### [WORK ITEM]
Each line of the entries below that includes "format" belongs in your answer.

(TASK INPUT)

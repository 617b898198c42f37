use super::*;
use crate::http::HttpError;
use serial_test::serial;

const TEST_KEY_VAR: &str = "METADATA_RAG_TEST_EMBEDDING_KEY";

fn keyless_config() -> EmbeddingConfig {
    EmbeddingConfig {
        base_url: "http://test-host:1234/v1".to_string(),
        model: "test-model".to_string(),
        api_key_env: String::new(),
        batch_size: 8,
        dimension: 3,
        ..EmbeddingConfig::default()
    }
}

#[test]
fn client_configuration() {
    let client = EmbeddingClient::new(&keyless_config()).expect("Failed to create client");

    assert_eq!(client.model(), "test-model");
    assert_eq!(client.batch_size, 8);
    assert_eq!(client.dimension(), 3);
    assert_eq!(client.api_key, None);
    assert_eq!(
        client.endpoint.as_str(),
        "http://test-host:1234/v1/embeddings"
    );
}

#[test]
fn client_builder_methods() {
    let client = EmbeddingClient::new(&keyless_config())
        .expect("Failed to create client")
        .with_timeout(Duration::from_secs(60))
        .with_retry_attempts(5)
        .with_api_key(Some("sk-test".to_string()));

    assert_eq!(client.http.retry_attempts(), 5);
    assert_eq!(client.api_key.as_deref(), Some("sk-test"));
}

#[test]
#[serial]
fn api_key_read_from_environment() {
    let config = EmbeddingConfig {
        api_key_env: TEST_KEY_VAR.to_string(),
        ..keyless_config()
    };

    // SAFETY: tests touching this variable are serialized with #[serial]
    unsafe { env::remove_var(TEST_KEY_VAR) };
    match EmbeddingClient::new(&config) {
        Err(EmbeddingError::MissingApiKey(var)) => assert_eq!(var, TEST_KEY_VAR),
        other => panic!("expected missing api key, got {:?}", other.map(|_| ())),
    }

    // SAFETY: as above
    unsafe { env::set_var(TEST_KEY_VAR, "sk-from-env") };
    let client = EmbeddingClient::new(&config).expect("Failed to create client");
    assert_eq!(client.api_key.as_deref(), Some("sk-from-env"));

    // SAFETY: as above
    unsafe { env::remove_var(TEST_KEY_VAR) };
}

#[test]
fn invalid_base_url_is_rejected() {
    let config = EmbeddingConfig {
        base_url: "::not-a-url".to_string(),
        ..keyless_config()
    };
    assert!(matches!(
        EmbeddingClient::new(&config),
        Err(EmbeddingError::Request(HttpError::InvalidUrl(_)))
    ));
}

#[test]
fn empty_input_makes_no_request() {
    // Nothing listens on this port; an attempted request would fail.
    let config = EmbeddingConfig {
        base_url: "http://127.0.0.1:9/v1".to_string(),
        ..keyless_config()
    };
    let client = EmbeddingClient::new(&config)
        .expect("Failed to create client")
        .with_retry_attempts(1);

    let vectors = client.embed(&[]).expect("empty input should succeed");
    assert!(vectors.is_empty());
}
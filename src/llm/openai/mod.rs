#[cfg(test)]
mod tests;

use serde::{Deserialize, Serialize};
use std::env;
use std::time::Duration;
use tracing::debug;
use url::Url;

use super::{AnswerGenerator, ChatMessage, LlmError, Prompt};
use crate::config::LlmConfig;
use crate::http::{self, JsonClient};

/// Client for OpenAI-compatible `/chat/completions` endpoints.
#[derive(Debug, Clone)]
pub struct ChatClient {
    http: JsonClient,
    endpoint: Url,
    model: String,
    api_key: Option<String>,
    temperature: f32,
}

#[derive(Debug, Serialize)]
struct ChatRequest<'a> {
    model: &'a str,
    messages: &'a [ChatMessage],
    temperature: f32,
}

#[derive(Debug, Deserialize)]
struct ChatResponse {
    choices: Vec<Choice>,
}

#[derive(Debug, Deserialize)]
struct Choice {
    message: ResponseMessage,
}

#[derive(Debug, Deserialize)]
struct ResponseMessage {
    #[serde(default)]
    content: Option<String>,
}

impl ChatClient {
    #[inline]
    pub fn new(config: &LlmConfig) -> Result<Self, LlmError> {
        let api_key = if config.api_key_env.is_empty() {
            None
        } else {
            Some(
                env::var(&config.api_key_env)
                    .map_err(|_| LlmError::MissingApiKey(config.api_key_env.clone()))?,
            )
        };

        Ok(Self {
            http: JsonClient::new(
                Duration::from_secs(config.timeout_secs),
                config.retry_attempts,
            ),
            endpoint: http::endpoint(&config.base_url, "chat/completions")?,
            model: config.model.clone(),
            api_key,
            temperature: config.temperature,
        })
    }

    #[inline]
    pub fn with_api_key(mut self, api_key: Option<String>) -> Self {
        self.api_key = api_key;
        self
    }

    #[inline]
    pub fn with_retry_attempts(mut self, attempts: u32) -> Self {
        self.http.set_retry_attempts(attempts);
        self
    }

    #[inline]
    pub fn with_backoff(mut self, backoff: Duration) -> Self {
        self.http.set_backoff(backoff);
        self
    }

    #[inline]
    pub fn model(&self) -> &str {
        &self.model
    }
}

impl AnswerGenerator for ChatClient {
    #[inline]
    fn generate(&self, prompt: &Prompt) -> Result<String, LlmError> {
        let request = ChatRequest {
            model: &self.model,
            messages: prompt.messages(),
            temperature: self.temperature,
        };
        let request_json = serde_json::to_string(&request)
            .map_err(|e| LlmError::Decode(format!("failed to encode request: {}", e)))?;

        debug!(
            "Requesting answer from {} with {} messages",
            self.model,
            prompt.messages().len()
        );
        let response_text = self
            .http
            .post(&self.endpoint, self.api_key.as_deref(), &request_json)?;

        let response: ChatResponse =
            serde_json::from_str(&response_text).map_err(|e| LlmError::Decode(e.to_string()))?;

        response
            .choices
            .into_iter()
            .next()
            .and_then(|choice| choice.message.content)
            .map(|content| content.trim().to_string())
            .filter(|content| !content.is_empty())
            .ok_or(LlmError::EmptyResponse)
    }
}
use std::path::PathBuf;
use thiserror::Error;

use crate::embeddings::EmbeddingError;

pub type Result<T, E = RetrievalError> = std::result::Result<T, E>;

#[derive(Error, Debug)]
pub enum RetrievalError {
    #[error("Empty input: {0}")]
    EmptyInput(&'static str),

    #[error("Dimension mismatch{}: expected {expected}, got {actual}", position_suffix(.position))]
    DimensionMismatch {
        expected: usize,
        actual: usize,
        position: Option<usize>,
    },

    #[error("Non-finite vector component{}", position_suffix(.position))]
    NonFinite { position: Option<usize> },

    #[error("Invalid k: must be at least 1")]
    InvalidK,

    #[error("Position {position} out of range for table with {len} rows")]
    OutOfRange { position: usize, len: usize },

    #[error("Bundle not found: {}", .path.display())]
    BundleNotFound { path: PathBuf },

    #[error("Corrupt bundle {}: {reason}", .path.display())]
    CorruptBundle { path: PathBuf, reason: String },

    #[error("Index and metadata are misaligned: {vectors} vectors, {rows} metadata rows")]
    Alignment { vectors: usize, rows: usize },

    #[error("Embedding provider error: {0}")]
    EmbeddingProvider(#[from] EmbeddingError),

    #[error("IO error: {0}")]
    Io(#[from] std::io::Error),
}

#[allow(clippy::ref_option, reason = "thiserror passes fields by reference")]
fn position_suffix(position: &Option<usize>) -> String {
    position.map_or_else(String::new, |p| format!(" at position {}", p))
}

impl RetrievalError {
    pub(crate) fn corrupt(path: impl Into<PathBuf>, reason: impl Into<String>) -> Self {
        Self::CorruptBundle {
            path: path.into(),
            reason: reason.into(),
        }
    }
}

(End TASK INPUT)

### [RESULT FOR THIS TASK]
            .map_err(|e| LlmError::Decode(format!("failed to encode request: {}", e)))?;
    position.map_or_else(String::new, |p| format!(" at position {}", p))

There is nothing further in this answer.